Is running a grey fleet a viable option for business? Wagga Wagga Council thinks so.
About three years ago the council introduced a policy to offer employees entitled to council-owned vehicles the option of a car allowance to purchase their own vehicle. The allowance is $12,600 a year and was taken up by more than a quarter of the 48 council staff it was offered to.
The attraction for drivers that accepted the offer was that it allowed them to choose a vehicle outside those models selected for the council fleet. The benefit to the council is that it reduced financing costs.
“Council wanted to reduce costs in relation to vehicles; to reduce the costs of capital,” said Mark Hewson, procurement manager at the southern NSW border town, adding, “And we made the savings.”
The new policy meant that the council was now running a grey fleet and it set out a comprehensive policy to ensure that associated vehicles and drivers met a number of conditions.
“There are a couple of restrictions.
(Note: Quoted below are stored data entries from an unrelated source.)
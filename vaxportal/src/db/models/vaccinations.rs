//! Database models for the student-to-drive vaccination link table.

use crate::types::{DriveId, LinkId, StudentId};
use serde::{Deserialize, Serialize};

/// One recorded vaccination: a student matched to the drive where they
/// received it. The (student_id, vaccination_drive_id) pair is unique.
#[derive(Debug, Clone, Serialize, Deserialize, sqlx::FromRow)]
pub struct StudentVaccineLink {
    pub id: LinkId,
    pub student_id: StudentId,
    pub vaccination_drive_id: DriveId,
}

/// Request to record a vaccination
#[derive(Debug, Clone, Serialize, Deserialize)]
pub struct VaccinationCreateDBRequest {
    pub student_id: StudentId,
    pub vaccination_drive_id: DriveId,
}
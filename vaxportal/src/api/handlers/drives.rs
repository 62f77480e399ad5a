//! Handlers for vaccination drive management.

use crate::api::models::drives::{DriveResponse, DriveUpsert};
use crate::db::errors::DbError;
use crate::db::handlers::{Drives, Repository};
use crate::errors::{Error, Result};
use crate::types::DriveId;
use crate::AppState;
use axum::{
    extract::{Path, State},
    http::StatusCode,
    Json,
};

pub const DATE_TAKEN_MESSAGE: &str = "Vaccination drive date already exists, please choose a new date!";

fn map_drive_error(e: DbError) -> Error {
    match e {
        DbError::UniqueViolation { .. } => Error::conflict(DATE_TAKEN_MESSAGE),
        other => Error::Database(other),
    }
}

#[utoipa::path(
    get,
    path = "/vaccines",
    tag = "drives",
    summary = "List vaccination drives",
    responses(
        (status = 200, description = "All drives, soonest first", body = Vec<DriveResponse>),
        (status = 500, description = "Internal server error")
    )
)]
#[tracing::instrument(skip_all)]
pub async fn list_drives(State(state): State<AppState>) -> Result<Json<Vec<DriveResponse>>> {
    let mut conn = state.db.acquire().await.map_err(|e| Error::Database(e.into()))?;
    let mut repo = Drives::new(&mut conn);

    let drives = repo.list(&()).await?;
    Ok(Json(drives.into_iter().map(DriveResponse::from).collect()))
}

#[utoipa::path(
    post,
    path = "/vaccines",
    tag = "drives",
    summary = "Schedule a vaccination drive",
    request_body = DriveUpsert,
    responses(
        (status = 201, description = "Drive scheduled", body = DriveResponse),
        (status = 400, description = "A drive already exists on that date"),
        (status = 500, description = "Internal server error")
    )
)]
#[tracing::instrument(skip_all)]
pub async fn create_drive(
    State(state): State<AppState>,
    Json(create): Json<DriveUpsert>,
) -> Result<(StatusCode, Json<DriveResponse>)> {
    let mut conn = state.db.acquire().await.map_err(|e| Error::Database(e.into()))?;
    let mut repo = Drives::new(&mut conn);

    let drive = repo.create(&create.into()).await.map_err(map_drive_error)?;
    Ok((StatusCode::CREATED, Json(DriveResponse::from(drive))))
}

#[utoipa::path(
    put,
    path = "/vaccines/{id}",
    tag = "drives",
    summary = "Update a vaccination drive",
    request_body = DriveUpsert,
    responses(
        (status = 200, description = "Drive updated", body = DriveResponse),
        (status = 400, description = "A drive already exists on that date"),
        (status = 404, description = "Drive not found"),
        (status = 500, description = "Internal server error")
    ),
    params(
        ("id" = i64, Path, description = "Drive ID")
    )
)]
#[tracing::instrument(skip_all, fields(id = %id))]
pub async fn update_drive(
    State(state): State<AppState>,
    Path(id): Path<DriveId>,
    Json(update): Json<DriveUpsert>,
) -> Result<Json<DriveResponse>> {
    let mut conn = state.db.acquire().await.map_err(|e| Error::Database(e.into()))?;
    let mut repo = Drives::new(&mut conn);

    match repo.update(id, &update.into()).await.map_err(map_drive_error)? {
        Some(drive) => Ok(Json(DriveResponse::from(drive))),
        None => Err(Error::NotFound {
            resource: "Drive".to_string(),
            id: id.to_string(),
        }),
    }
}
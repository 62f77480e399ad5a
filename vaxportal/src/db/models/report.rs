//! Database models for the vaccination report.

use crate::types::StudentId;
use chrono::NaiveDate;
use serde::{Deserialize, Serialize};
use utoipa::ToSchema;

/// One row of the vaccination report.
///
/// Built from students left-joined to their vaccination links and drives, so
/// an unvaccinated student still appears, with the drive columns null.
#[derive(Debug, Clone, Serialize, Deserialize, sqlx::FromRow, ToSchema)]
pub struct ReportRow {
    pub id: StudentId,
    pub name: String,
    pub student_class: String,
    pub dob: String,
    pub vaccination_status: String,
    pub title: Option<String>,
    pub vaccine_name: Option<String>,
    /// Class the drive targeted, as opposed to the student's own class
    pub vaccine_class: Option<String>,
    pub drive_date: Option<NaiveDate>,
    pub no_of_vaccine: Option<i64>,
}

/// Filters for the report query. Empty strings mean "no filter", matching
/// how the report screen submits its untouched inputs.
#[derive(Debug, Clone, Default, Serialize, Deserialize)]
pub struct ReportFilter {
    pub name: Option<String>,
    pub student_class: Option<String>,
    pub vaccination_status: Option<String>,
    pub vaccine_name: Option<String>,
    pub drive_date: Option<NaiveDate>,
}

/// Drive listing on the report screen, newest drive first
#[derive(Debug, Clone, Serialize, Deserialize, sqlx::FromRow, ToSchema)]
pub struct DriveReportRow {
    pub id: crate::types::DriveId,
    pub title: String,
    pub vaccine_name: String,
    pub drive_date: NaiveDate,
    pub no_of_vaccine: i64,
    pub vaccine_class: String,
}

/// Student listing on the report screen, alphabetical
#[derive(Debug, Clone, Serialize, Deserialize, sqlx::FromRow, ToSchema)]
pub struct StudentReportRow {
    pub id: StudentId,
    pub name: String,
    pub student_class: String,
    pub dob: String,
    pub vaccination_status: String,
}

impl ReportFilter {
    /// True when no filter column is set
    pub fn is_empty(&self) -> bool {
        self.name.is_none()
            && self.student_class.is_none()
            && self.vaccination_status.is_none()
            && self.vaccine_name.is_none()
            && self.drive_date.is_none()
    }
}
It must be registered in the employee’s name and it can’t be older than five years,” said Hewson.
As it is used for council work, the vehicle is a no-smoking zone in line with workplace health and safety legislation. Drivers need to submit their registration and insurance details, maintain the vehicle to certain standards, and of course, notify it of any license suspension.
Typically, though, a grey fleet isn’t viewed through the lens of cost savings.
“We haven’t got that level of sophistication of thinking yet in the Australian market,” said Mat Prestney, a director of grey fleet consultancy TR Fleet. “However, it could save an organisation money. The biggest reason is that allowing people to use their own cars means the employer doesn’t have the cost of the fleet on their books.”
Costs associated with running a fleet, such as processing kilometre claims and capturing vehicle details and other duty-of-care obligations, need to be considered.
Once an employer has a good handle on their grey fleet, tracking how it’s being used for work can lead to significant savings.
For example, looking at examples from the U.K., where the understanding of how to best manage such a fleet is well advanced, there are savings to be made in setting rules for grey fleet use, such as prioritising use of public transport over employee-owned vehicles where appropriate, or use of video conferencing or Skype instead of face-to-face meetings.
The benefits of managing a grey fleet well are more than cost savings, though. In the U.K., as in Australia, the leading cause of workplace-related death and injury is related to vehicle accidents. So cutting the distances travelled in a grey fleet, surely leads to improved health and safety of an organisation’s workforce.